The Special Representative of UN Secretary-General for West Africa and the Sahel, Mohamed Ibn Chambas, says the conflicts between herdsmen and farmers in Nigeria are becoming more sophisticated and deadlier.
Chambas, who is Head, UN Office for West African and the Sahel (UNOWAS), in a report presented to the UN Security Council, said the violence was a major security threat in the region, warning that it risks changing into terrorist attacks.
“Violence between farmers and herders is increasingly a major security threat in the region and risks morphing into the terrorist attacks that have defined the security landscape.
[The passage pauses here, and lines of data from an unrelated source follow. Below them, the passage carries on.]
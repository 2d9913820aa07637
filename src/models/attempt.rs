// src/models/attempt.rs

use std::collections::BTreeMap;

use chrono::{DateTime, Duration, Utc};
use serde::{Deserialize, Serialize};
use sqlx::{PgExecutor, prelude::FromRow, types::Json};
use uuid::Uuid;
use validator::Validate;

use crate::{
    error::AppError,
    models::question::Question,
    scoring::SubmittedAnswer,
};

pub const STATUS_IN_PROGRESS: &str = "in_progress";
pub const STATUS_SUBMITTED: &str = "submitted";

const ATTEMPT_COLUMNS: &str =
    "id, assessment_id, user_id, answers, status, started_at, updated_at";

/// Extra time allowed past the limit before an attempt counts as expired.
pub const GRACE_PERIOD_SECONDS: i64 = 60;

/// An in-progress assessment attempt.
///
/// Lives in the 'assessment_attempts' table so a learner can resume after a
/// crash or a closed tab. Every write is an explicit call: [`AttemptSession::insert`],
/// [`AttemptSession::save`] or [`AttemptSession::close`].
#[derive(Debug, Clone, PartialEq, FromRow, Serialize)]
pub struct AttemptSession {
    pub id: Uuid,
    pub assessment_id: i64,
    pub user_id: i64,
    /// Question id to the latest raw answer (`None` = cleared).
    pub answers: Json<BTreeMap<String, Option<String>>>,
    pub status: String,
    pub started_at: DateTime<Utc>,
    pub updated_at: DateTime<Utc>,
}

impl AttemptSession {
    pub fn start(assessment_id: i64, user_id: i64, now: DateTime<Utc>) -> Self {
        Self {
            id: Uuid::new_v4(),
            assessment_id,
            user_id,
            answers: Json(BTreeMap::new()),
            status: STATUS_IN_PROGRESS.to_string(),
            started_at: now,
            updated_at: now,
        }
    }

    pub fn is_submitted(&self) -> bool {
        self.status == STATUS_SUBMITTED
    }

    pub fn is_expired(&self, time_limit_minutes: i32, now: DateTime<Utc>) -> bool {
        let deadline = self.started_at
            + Duration::minutes(i64::from(time_limit_minutes))
            + Duration::seconds(GRACE_PERIOD_SECONDS);
        now > deadline
    }

    /// Records (or clears) one answer. The question must belong to the bank.
    pub fn record_answer(
        &mut self,
        questions: &[Question],
        question_id: &str,
        raw_answer: Option<String>,
        now: DateTime<Utc>,
    ) -> Result<(), AppError> {
        if self.is_submitted() {
            return Err(AppError::Conflict("Attempt already submitted".to_string()));
        }
        if !questions.iter().any(|q| q.id == question_id) {
            return Err(AppError::BadRequest(format!(
                "Question '{}' is not part of this assessment",
                question_id
            )));
        }
        self.answers.insert(question_id.to_string(), raw_answer);
        self.updated_at = now;
        Ok(())
    }

    /// Answers in the shape the grader takes.
    pub fn to_submitted_answers(&self) -> Vec<SubmittedAnswer> {
        self.answers
            .iter()
            .map(|(id, raw)| SubmittedAnswer {
                question_id: Some(id.clone()),
                raw_answer: raw.clone(),
            })
            .collect()
    }

    pub fn mark_submitted(&mut self, now: DateTime<Utc>) {
        self.status = STATUS_SUBMITTED.to_string();
        self.updated_at = now;
    }

    pub async fn load<'e>(executor: impl PgExecutor<'e>, id: Uuid) -> Result<Option<Self>, AppError> {
        let session = sqlx::query_as::<_, AttemptSession>(&format!(
            "SELECT {} FROM assessment_attempts WHERE id = $1",
            ATTEMPT_COLUMNS
        ))
        .bind(id)
        .fetch_optional(executor)
        .await?;
        Ok(session)
    }

    /// Like [`AttemptSession::load`], but row-locks the attempt until the
    /// surrounding transaction ends.
    pub async fn load_for_update<'e>(
        executor: impl PgExecutor<'e>,
        id: Uuid,
    ) -> Result<Option<Self>, AppError> {
        let session = sqlx::query_as::<_, AttemptSession>(&format!(
            "SELECT {} FROM assessment_attempts WHERE id = $1 FOR UPDATE",
            ATTEMPT_COLUMNS
        ))
        .bind(id)
        .fetch_optional(executor)
        .await?;
        Ok(session)
    }

    /// Persists a freshly started session.
    pub async fn insert<'e>(&self, executor: impl PgExecutor<'e>) -> Result<(), AppError> {
        sqlx::query(
            r#"
            INSERT INTO assessment_attempts
                (id, assessment_id, user_id, answers, status, started_at, updated_at)
            VALUES ($1, $2, $3, $4, $5, $6, $7)
            "#,
        )
        .bind(self.id)
        .bind(self.assessment_id)
        .bind(self.user_id)
        .bind(&self.answers)
        .bind(&self.status)
        .bind(self.started_at)
        .bind(self.updated_at)
        .execute(executor)
        .await?;
        Ok(())
    }

    /// Writes saved answers back. Only an attempt still in progress is
    /// touched; a concurrent submit turns this into a conflict.
    pub async fn save<'e>(&self, executor: impl PgExecutor<'e>) -> Result<(), AppError> {
        let result = sqlx::query(
            r#"
            UPDATE assessment_attempts
            SET answers = $1, updated_at = $2
            WHERE id = $3 AND status = $4
            "#,
        )
        .bind(&self.answers)
        .bind(self.updated_at)
        .bind(self.id)
        .bind(STATUS_IN_PROGRESS)
        .execute(executor)
        .await?;

        if result.rows_affected() == 0 {
            return Err(AppError::Conflict("Attempt already submitted".to_string()));
        }
        Ok(())
    }

    /// Marks the attempt submitted, at most once.
    pub async fn close<'e>(
        &mut self,
        executor: impl PgExecutor<'e>,
        now: DateTime<Utc>,
    ) -> Result<(), AppError> {
        let result = sqlx::query(
            r#"
            UPDATE assessment_attempts
            SET status = $1, updated_at = $2
            WHERE id = $3 AND status = $4
            "#,
        )
        .bind(STATUS_SUBMITTED)
        .bind(now)
        .bind(self.id)
        .bind(STATUS_IN_PROGRESS)
        .execute(executor)
        .await?;

        if result.rows_affected() == 0 {
            return Err(AppError::Conflict("Attempt already submitted".to_string()));
        }
        self.mark_submitted(now);
        Ok(())
    }
}

/// One answer change in a progress save.
#[derive(Debug, Deserialize, Validate)]
pub struct AnswerUpdate {
    #[validate(length(min = 1, max = 64))]
    pub question_id: String,
    #[validate(length(max = 10000))]
    pub raw_answer: Option<String>,
}

/// DTO for saving attempt progress.
#[derive(Debug, Deserialize, Validate)]
pub struct SaveAttemptRequest {
    #[validate(nested)]
    pub answers: Vec<AnswerUpdate>,
}

#[cfg(test)]
mod tests {
    use super::*;
    use crate::models::question::{Category, QuestionType};

    fn bank() -> Vec<Question> {
        ["q1", "q2"]
            .iter()
            .map(|id| Question {
                id: id.to_string(),
                text: "?".to_string(),
                question_type: QuestionType::ShortAnswer,
                options: vec![],
                correct_answer: "yes".to_string(),
                category: Category::ProblemSolving,
                points: 1,
            })
            .collect()
    }

    fn t0() -> DateTime<Utc> {
        "2025-03-01T10:00:00Z".parse().unwrap()
    }

    #[test]
    fn records_answers_and_converts_for_grading() {
        let mut session = AttemptSession::start(1, 2, t0());
        let later = t0() + Duration::minutes(3);

        session
            .record_answer(&bank(), "q2", Some("yes".to_string()), later)
            .unwrap();
        session.record_answer(&bank(), "q1", None, later).unwrap();
        session
            .record_answer(&bank(), "q1", Some("no".to_string()), later)
            .unwrap();

        let answers = session.to_submitted_answers();
        assert_eq!(answers.len(), 2);
        assert_eq!(answers[0].question_id.as_deref(), Some("q1"));
        assert_eq!(answers[0].raw_answer.as_deref(), Some("no"));
        assert_eq!(session.updated_at, later);
    }

    #[test]
    fn rejects_unknown_questions() {
        let mut session = AttemptSession::start(1, 2, t0());
        assert!(matches!(
            session.record_answer(&bank(), "q9", Some("x".to_string()), t0()),
            Err(AppError::BadRequest(_))
        ));
    }

    #[test]
    fn submitted_sessions_are_frozen() {
        let mut session = AttemptSession::start(1, 2, t0());
        session.mark_submitted(t0());
        assert!(session.is_submitted());
        assert!(matches!(
            session.record_answer(&bank(), "q1", Some("yes".to_string()), t0()),
            Err(AppError::Conflict(_))
        ));
    }

    #[test]
    fn expiry_includes_grace_period() {
        let session = AttemptSession::start(1, 2, t0());
        assert!(!session.is_expired(10, t0() + Duration::minutes(10)));
        assert!(!session.is_expired(10, t0() + Duration::seconds(600 + GRACE_PERIOD_SECONDS)));
        assert!(session.is_expired(10, t0() + Duration::seconds(601 + GRACE_PERIOD_SECONDS)));
    }
}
“Farmer-herder conflicts are becoming more sophisticated and deadlier, especially in Nigeria’s Middle Belt.
“During four days in June, new spates of attacks and retribution killings between herders and farmers in this region resulted in scores of deaths,’’ the UN envoy for said.
In the Lake Chad Basin, Chambas said despite gains made by the Nigerian armed forces and the Multinational Joint Task Force, Boko Haram remained active.
The UN envoy for West Africa and the Sahel said: “The trend of Boko Haram, using female suicide bombers continues, and reportedly almost one in five suicide bombers is a child.
“The most recent attacks on a Nigerian military garrison in Yobe and the ambush of a military convoy in Borno are the latest manifestations of the threats still posed by Boko Haram.
“There is a need for increased support to diplomatic, security and humanitarian responses to Boko Haram, in a holistic manner.
“To this end, UNOWAS is providing technical support for a joint summit of the Economic Community of West African States (ECOWAS) and the Economic Community of Central African States (ECCAS), on July 30, as called for by Security Council resolution 2349 (2017).
He explained that the severe depletion of Lake Chad had led to environmental degradation, socio-economic marginalisation and insecurity for 45 million people.
According to him, an estimated 2.3 million people remain displaced by the aggregate effects of insecurity and climate change.
He appealed to Member States to support the humanitarian response to the Lake Chad crisis, which remains critically underfunded and revitalisation of the Lake Chad Basin.
“Let me stress that any military response to security challenges in the region needs to be matched by the implementation of comprehensive strategies linking security and humanitarian interventions to development and human rights initiatives.
“There is also need to increase our collective efforts to address the challenges facing the Sahel region with actions that combine politics, security and development,’’ Chambas stressed.
He said the period under review saw an upsurge in popular discontent in the region manifested through often violent demonstrations calling for political and economic reforms.
“The sometimes violent conduct of security forces, notably in dealing with popular demonstrations, has also fuelled political tensions.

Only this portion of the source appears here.